*What this task involves*.
Copy, from the data below, each line that has the word "lower".

*Stored items*.
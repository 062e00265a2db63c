use serde::{Deserialize, Serialize};

use crate::math::trapezoid::TrapezoidShape;

/// One weighted evidence source inside a category definition.
///
/// A weight of 0 is legal: the field is documented as part of the category
/// but contributes nothing to its score.
#[derive(Debug, Clone, Serialize, Deserialize)]
pub struct FieldRule {
    pub field: String,
    pub shape: TrapezoidShape,
    pub weight: f64,
}

/// Named scatterer category with its weighted membership rules.
#[derive(Debug, Clone, Serialize, Deserialize)]
pub struct CategoryDef {
    pub name: String,
    pub rules: Vec<FieldRule>,
}

/// Hard-evidence veto: the category's score is forced to zero wherever the
/// named field lies in `[lower, upper]`, both ends inclusive.
#[derive(Debug, Clone, Serialize, Deserialize)]
pub struct ConstraintRule {
    pub category: String,
    pub field: String,
    pub lower: f64,
    pub upper: f64,
}

impl ConstraintRule {
    pub fn new(category: &str, field: &str, lower: f64, upper: f64) -> Self {
        Self {
            category: category.to_string(),
            field: field.to_string(),
            lower,
            upper,
        }
    }
}

/// Median-filter window applied to each raw score grid.
#[derive(Debug, Clone, Copy, Serialize, Deserialize)]
pub struct SmoothingWindow {
    pub rays: usize,
    pub gates: usize,
}

impl Default for SmoothingWindow {
    fn default() -> Self {
        Self { rays: 3, gates: 4 }
    }
}

/// Complete, injectable engine configuration.
///
/// Category order is part of the contract: it fixes each category's
/// classification index, the output legend, and the tie-break (the lowest
/// index wins a tied score). `Default` supplies the reference tables for the
/// five scatterer categories; callers may replace any part of them.
#[derive(Debug, Clone, Serialize, Deserialize)]
pub struct ClassifierConfig {
    pub categories: Vec<CategoryDef>,
    pub constraints: Vec<ConstraintRule>,
    pub smoothing: SmoothingWindow,
    pub debug: bool,
    pub keep_scores: bool,
}

impl ClassifierConfig {
    pub fn to_json(&self) -> serde_json::Result<String> {
        serde_json::to_string_pretty(self)
    }

    pub fn from_json(text: &str) -> serde_json::Result<Self> {
        serde_json::from_str(text)
    }
}

impl Default for ClassifierConfig {
    fn default() -> Self {
        Self {
            categories: vec![
                category(
                    "multi_trip",
                    vec![
                        rule("velocity_texture", [0.0, 0.0, 80.0, 90.0], 1.0),
                        rule("cross_correlation_ratio", [0.5, 0.7, 1.0, 1.0], 0.0),
                        rule("normalized_coherent_power", [0.0, 0.0, 0.5, 0.6], 3.0),
                        rule("height", [0.0, 0.0, 5000.0, 8000.0], 1.0),
                        rule("sounding_temperature", [-100.0, -100.0, 100.0, 100.0], 0.0),
                        rule("SNR", [15.0, 20.0, 1000.0, 1000.0], 1.0),
                    ],
                ),
                category(
                    "rain",
                    vec![
                        rule("differential_phase_texture", [0.0, 0.0, 80.0, 90.0], 1.0),
                        rule("cross_correlation_ratio", [0.94, 0.96, 1.0, 1.0], 1.0),
                        rule("normalized_coherent_power", [0.4, 0.5, 1.0, 1.0], 1.0),
                        rule("height", [0.0, 0.0, 5000.0, 6000.0], 0.0),
                        rule("sounding_temperature", [0.0, 3.0, 100.0, 100.0], 2.0),
                        rule("SNR", [8.0, 10.0, 1000.0, 1000.0], 1.0),
                    ],
                ),
                category(
                    "snow",
                    vec![
                        rule("differential_phase_texture", [0.0, 0.0, 80.0, 90.0], 1.0),
                        rule("cross_correlation_ratio", [0.85, 0.9, 1.0, 1.0], 1.0),
                        rule("normalized_coherent_power", [0.4, 0.5, 1.0, 1.0], 1.0),
                        rule("height", [0.0, 0.0, 25000.0, 25000.0], 0.0),
                        rule("sounding_temperature", [-100.0, -100.0, 0.0, 1.0], 2.0),
                        rule("SNR", [8.0, 10.0, 1000.0, 1000.0], 1.0),
                    ],
                ),
                category(
                    "no_scatter",
                    vec![
                        rule("differential_phase_texture", [90.0, 90.0, 400.0, 400.0], 0.0),
                        rule("cross_correlation_ratio", [0.0, 0.0, 0.1, 0.2], 0.0),
                        rule("normalized_coherent_power", [0.0, 0.0, 0.1, 0.2], 0.0),
                        rule("height", [0.0, 0.0, 25000.0, 25000.0], 0.0),
                        rule("sounding_temperature", [-100.0, -100.0, 100.0, 100.0], 0.0),
                        rule("SNR", [-100.0, -100.0, 8.0, 10.0], 6.0),
                    ],
                ),
                category(
                    "melting",
                    vec![
                        rule("differential_phase_texture", [20.0, 30.0, 80.0, 90.0], 0.0),
                        rule("cross_correlation_ratio", [0.6, 0.7, 0.94, 0.96], 4.0),
                        rule("normalized_coherent_power", [0.4, 0.5, 1.0, 1.0], 0.0),
                        rule("height", [0.0, 0.0, 25000.0, 25000.0], 0.0),
                        rule("sounding_temperature", [-1.0, 0.0, 3.5, 5.0], 2.0),
                        rule("SNR", [8.0, 10.0, 1000.0, 1000.0], 0.0),
                    ],
                ),
            ],
            constraints: vec![
                ConstraintRule::new("melting", "sounding_temperature", 10.0, 100.0),
                ConstraintRule::new("melting", "sounding_temperature", -10000.0, -2.0),
                ConstraintRule::new("rain", "sounding_temperature", -1000.0, -5.0),
                ConstraintRule::new("multi_trip", "height", 10000.0, 1000000.0),
            ],
            smoothing: SmoothingWindow::default(),
            debug: false,
            keep_scores: false,
        }
    }
}

fn rule(field: &str, shape: [f64; 4], weight: f64) -> FieldRule {
    FieldRule {
        field: field.to_string(),
        shape: shape.into(),
        weight,
    }
}

fn category(name: &str, rules: Vec<FieldRule>) -> CategoryDef {
    CategoryDef {
        name: name.to_string(),
        rules,
    }
}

*Answer to this exercise*.
/// named field lies in `[lower, upper]`, both ends inclusive.
    pub lower: f64,
    pub fn new(category: &str, field: &str, lower: f64, upper: f64) -> Self {
            lower,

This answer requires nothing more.